◆ WHAT NEEDS TO BE DONE
Using the listing below, show all lines that hold the word "after".
=====
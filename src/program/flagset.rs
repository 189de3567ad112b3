//! program::flagset
//!
//! Parsing of flags against a list of [`Flag`] descriptors.
//!
//! # Architecture
//!
//! A [`FlagSet`] is assembled at runtime from descriptors using the clap
//! builder API. This is the only module that talks to clap; everything else
//! sees [`FlagValues`] and [`FlagSetError`].
//!
//! Two modes exist:
//!
//! - [`FlagSet::global`] stops at the first non-flag token and passes it,
//!   and everything after it, through unexamined.
//! - [`FlagSet::command`] consumes flags anywhere and collects the
//!   remaining tokens as positionals. A `--` ends flag processing.
//!
//! clap's built-in help and version handling is disabled; help and version
//! are ordinary descriptors owned by the program.

use std::collections::BTreeMap;

use clap::error::{ContextKind, ContextValue, ErrorKind};
use clap::{value_parser, Arg, ArgAction, ArgMatches};

use super::meta::Flag;

/// Internal id of the positional collector in command mode.
const POSITIONALS: &str = "__positionals";

/// Id clap uses for the arguments of an external subcommand.
const EXTERNAL: &str = "";

/// A parsed flag value.
#[derive(Debug, Clone, PartialEq, Eq)]
pub enum FlagValue {
    /// A switch.
    Switch(bool),
    /// Values of a value flag, in command-line order.
    Values(Vec<String>),
}

/// Parsed values, keyed by flag identifier.
#[derive(Debug, Clone, Default, PartialEq, Eq)]
pub struct FlagValues {
    values: BTreeMap<String, FlagValue>,
}

impl FlagValues {
    /// Create an empty set of values.
    pub fn new() -> Self {
        Self::default()
    }

    /// Value of a switch; `false` when absent.
    pub fn switch(&self, id: &str) -> bool {
        matches!(self.values.get(id), Some(FlagValue::Switch(true)))
    }

    /// Last value of a value flag.
    pub fn value(&self, id: &str) -> Option<&str> {
        self.values(id).last().map(String::as_str)
    }

    /// All values of a value flag.
    pub fn values(&self, id: &str) -> &[String] {
        match self.values.get(id) {
            Some(FlagValue::Values(values)) => values,
            _ => &[],
        }
    }

    /// Set a switch.
    pub fn set_switch(&mut self, id: impl Into<String>, on: bool) {
        self.values.insert(id.into(), FlagValue::Switch(on));
    }

    /// Append a value to a value flag.
    pub fn push_value(&mut self, id: impl Into<String>, value: impl Into<String>) {
        let entry = self
            .values
            .entry(id.into())
            .or_insert_with(|| FlagValue::Values(Vec::new()));
        match entry {
            FlagValue::Values(values) => values.push(value.into()),
            other => *other = FlagValue::Values(vec![value.into()]),
        }
    }

    /// Whether `flag` holds a non-default value: a switch that is on, or a
    /// non-empty value different from the declared default.
    pub fn is_set(&self, flag: &Flag) -> bool {
        match self.values.get(&flag.id) {
            Some(FlagValue::Switch(on)) => *on,
            Some(FlagValue::Values(values)) => values
                .iter()
                .any(|v| !v.is_empty() && Some(v.as_str()) != flag.default.as_deref()),
            None => false,
        }
    }

    /// Number of flags with a recorded value.
    pub fn len(&self) -> usize {
        self.values.len()
    }

    /// Whether no flag has a recorded value.
    pub fn is_empty(&self) -> bool {
        self.values.is_empty()
    }
}

/// Result of parsing tokens against a [`FlagSet`].
#[derive(Debug, Clone, PartialEq, Eq)]
pub struct ParsedFlags {
    /// Values of the declared flags.
    pub values: FlagValues,
    /// Unconsumed tokens.
    ///
    /// In global mode the first entry is the first non-flag token. In
    /// command mode these are the positionals.
    pub rest: Vec<String>,
}

/// Failure to parse tokens against a [`FlagSet`].
#[derive(Debug, Clone, PartialEq, Eq)]
pub enum FlagSetError {
    /// `--help` or `-h` was encountered.
    Help,
    /// A flag that is not declared.
    UnknownFlag(String),
    /// Any other problem, e.g. a missing value.
    Invalid(String),
}

/// How tokens after the flags are treated.
#[derive(Debug, Clone, Copy, PartialEq, Eq)]
enum Mode {
    Global,
    Command,
}

/// A parser for a list of flag descriptors.
#[derive(Debug, Clone)]
pub struct FlagSet {
    name: String,
    flags: Vec<Flag>,
    mode: Mode,
}

impl FlagSet {
    /// A flag set that stops at the first non-flag token.
    pub fn global(name: impl Into<String>, flags: Vec<Flag>) -> Self {
        Self {
            name: name.into(),
            flags,
            mode: Mode::Global,
        }
    }

    /// A flag set that consumes flags anywhere and collects positionals.
    pub fn command(name: impl Into<String>, flags: Vec<Flag>) -> Self {
        Self {
            name: name.into(),
            flags,
            mode: Mode::Command,
        }
    }

    /// Parse `tokens`.
    pub fn parse(&self, tokens: &[String]) -> Result<ParsedFlags, FlagSetError> {
        let matches = self
            .build()
            .try_get_matches_from(tokens)
            .map_err(classify)?;

        let mut values = FlagValues::new();
        for flag in &self.flags {
            if flag.is_switch() {
                values.set_switch(flag.id.clone(), matches.get_flag(&flag.id));
            } else {
                for value in strings(&matches, &flag.id) {
                    values.push_value(flag.id.clone(), value);
                }
            }
        }

        let rest = match self.mode {
            Mode::Global => match matches.subcommand() {
                Some((name, sub)) => {
                    let mut rest = vec![name.to_string()];
                    rest.extend(strings(sub, EXTERNAL));
                    rest
                }
                None => Vec::new(),
            },
            Mode::Command => strings(&matches, POSITIONALS),
        };

        Ok(ParsedFlags { values, rest })
    }

    fn build(&self) -> clap::Command {
        let mut cmd = clap::Command::new(self.name.clone())
            .no_binary_name(true)
            .disable_help_flag(true)
            .disable_version_flag(true)
            .disable_help_subcommand(true)
            .args_override_self(true);

        for flag in &self.flags {
            cmd = cmd.arg(to_arg(flag));
        }

        match self.mode {
            Mode::Global => cmd
                .allow_external_subcommands(true)
                .external_subcommand_value_parser(value_parser!(String)),
            Mode::Command => cmd.arg(
                Arg::new(POSITIONALS)
                    .num_args(1..)
                    .action(ArgAction::Append)
                    .value_parser(value_parser!(String)),
            ),
        }
    }
}

fn to_arg(flag: &Flag) -> Arg {
    let mut arg = Arg::new(flag.id.clone()).required(flag.required);

    if let Some((first, rest)) = flag.long.split_first() {
        arg = arg.long(first.clone());
        for alias in rest {
            arg = arg.alias(alias.clone());
        }
    }
    if let Some((first, rest)) = flag.short.split_first() {
        arg = arg.short(*first);
        for alias in rest {
            arg = arg.short_alias(*alias);
        }
    }

    match &flag.value {
        None => arg.action(ArgAction::SetTrue),
        Some(placeholder) => {
            arg = arg
                .value_name(placeholder.clone())
                .value_parser(value_parser!(String))
                .action(if flag.multiple {
                    ArgAction::Append
                } else {
                    ArgAction::Set
                });
            if let Some(default) = &flag.default {
                arg = arg.default_value(default.clone());
            }
            arg
        }
    }
}

fn strings(matches: &ArgMatches, id: &str) -> Vec<String> {
    matches
        .get_many::<String>(id)
        .map(|values| values.cloned().collect())
        .unwrap_or_default()
}

fn classify(err: clap::Error) -> FlagSetError {
    if err.kind() == ErrorKind::UnknownArgument {
        if let Some(ContextValue::String(arg)) = err.get(ContextKind::InvalidArg) {
            let flag = arg.split('=').next().unwrap_or(arg.as_str());
            if flag == "--help" || flag == "-h" {
                return FlagSetError::Help;
            }
            if flag.starts_with('-') {
                return FlagSetError::UnknownFlag(flag.to_string());
            }
        }
    }
    FlagSetError::Invalid(first_line(&err))
}

/// The headline of a clap diagnostic, without the `error: ` prefix.
fn first_line(err: &clap::Error) -> String {
    let rendered = err.to_string();
    let line = rendered
        .lines()
        .map(str::trim)
        .find(|line| !line.is_empty())
        .unwrap_or("invalid arguments");
    line.strip_prefix("error: ").unwrap_or(line).to_string()
}

#[cfg(test)]
mod tests {
    use super::*;

    fn tokens(args: &[&str]) -> Vec<String> {
        args.iter().map(|s| s.to_string()).collect()
    }

    fn globals() -> Vec<Flag> {
        vec![
            Flag::switch("help").short('h').long("help"),
            Flag::value("for", "filter").short('f').long("for").multiple(),
            Flag::switch("here").short('H').long("here"),
        ]
    }

    mod global_mode {
        use super::*;

        #[test]
        fn stops_at_first_positional() {
            let set = FlagSet::global("prog", globals());
            let parsed = set
                .parse(&tokens(&["--for", "x", "ls", "--here", "-f", "y"]))
                .unwrap();
            assert_eq!(parsed.values.values("for"), &["x".to_string()]);
            assert!(!parsed.values.switch("here"));
            assert_eq!(parsed.rest, tokens(&["ls", "--here", "-f", "y"]));
        }

        #[test]
        fn collects_repeated_values() {
            let set = FlagSet::global("prog", globals());
            let parsed = set.parse(&tokens(&["-f", "a", "--for", "b", "ls"])).unwrap();
            assert_eq!(parsed.values.values("for"), &tokens(&["a", "b"])[..]);
        }

        #[test]
        fn empty_input_has_no_rest() {
            let set = FlagSet::global("prog", globals());
            let parsed = set.parse(&[]).unwrap();
            assert!(parsed.rest.is_empty());
        }

        #[test]
        fn unknown_flag_is_named() {
            let set = FlagSet::global("prog", globals());
            let err = set.parse(&tokens(&["--bogus", "ls"])).unwrap_err();
            assert_eq!(err, FlagSetError::UnknownFlag("--bogus".into()));
        }

        #[test]
        fn missing_value_is_invalid() {
            let set = FlagSet::global("prog", globals());
            let err = set.parse(&tokens(&["--for"])).unwrap_err();
            assert!(matches!(err, FlagSetError::Invalid(_)));
        }
    }

    mod command_mode {
        use super::*;

        fn clone_flags() -> Vec<Flag> {
            vec![
                Flag::switch("force").short('f').long("force"),
                Flag::value("depth", "n").long("depth").default_value("0"),
            ]
        }

        #[test]
        fn flags_and_positionals_interleave() {
            let set = FlagSet::command("clone", clone_flags());
            let parsed = set.parse(&tokens(&["url", "--force", "dest"])).unwrap();
            assert!(parsed.values.switch("force"));
            assert_eq!(parsed.rest, tokens(&["url", "dest"]));
        }

        #[test]
        fn terminator_ends_flags() {
            let set = FlagSet::command("clone", clone_flags());
            let parsed = set.parse(&tokens(&["--", "--force"])).unwrap();
            assert!(!parsed.values.switch("force"));
            assert_eq!(parsed.rest, tokens(&["--force"]));
        }

        #[test]
        fn defaults_are_not_set() {
            let set = FlagSet::command("clone", clone_flags());
            let parsed = set.parse(&tokens(&["url"])).unwrap();
            assert_eq!(parsed.values.value("depth"), Some("0"));
            assert!(!parsed.values.is_set(&clone_flags()[1]));

            let parsed = set.parse(&tokens(&["--depth", "3", "url"])).unwrap();
            assert!(parsed.values.is_set(&clone_flags()[1]));
        }

        #[test]
        fn help_is_reported() {
            let set = FlagSet::command("clone", clone_flags());
            assert_eq!(set.parse(&tokens(&["--help"])), Err(FlagSetError::Help));
        }

        #[test]
        fn unknown_flag_is_reported() {
            let set = FlagSet::command("clone", clone_flags());
            assert_eq!(
                set.parse(&tokens(&["--shallow"])),
                Err(FlagSetError::UnknownFlag("--shallow".into()))
            );
        }

        #[test]
        fn missing_required_flag_is_invalid() {
            let set = FlagSet::command(
                "run",
                vec![Flag::value("name", "name").long("name").required()],
            );
            assert!(matches!(set.parse(&[]), Err(FlagSetError::Invalid(_))));
        }
    }

    mod values {
        use super::*;

        #[test]
        fn is_set_semantics() {
            let flag = Flag::value("for", "filter").long("for");
            let mut values = FlagValues::new();
            assert!(!values.is_set(&flag));

            values.push_value("for", "");
            assert!(!values.is_set(&flag));

            values.push_value("for", "x");
            assert!(values.is_set(&flag));

            let switch = Flag::switch("here").long("here");
            values.set_switch("here", false);
            assert!(!values.is_set(&switch));
            values.set_switch("here", true);
            assert!(values.is_set(&switch));
        }
    }
}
=====
◆ WRITTEN SOLUTION
//!   and everything after it, through unexamined.
/// How tokens after the flags are treated.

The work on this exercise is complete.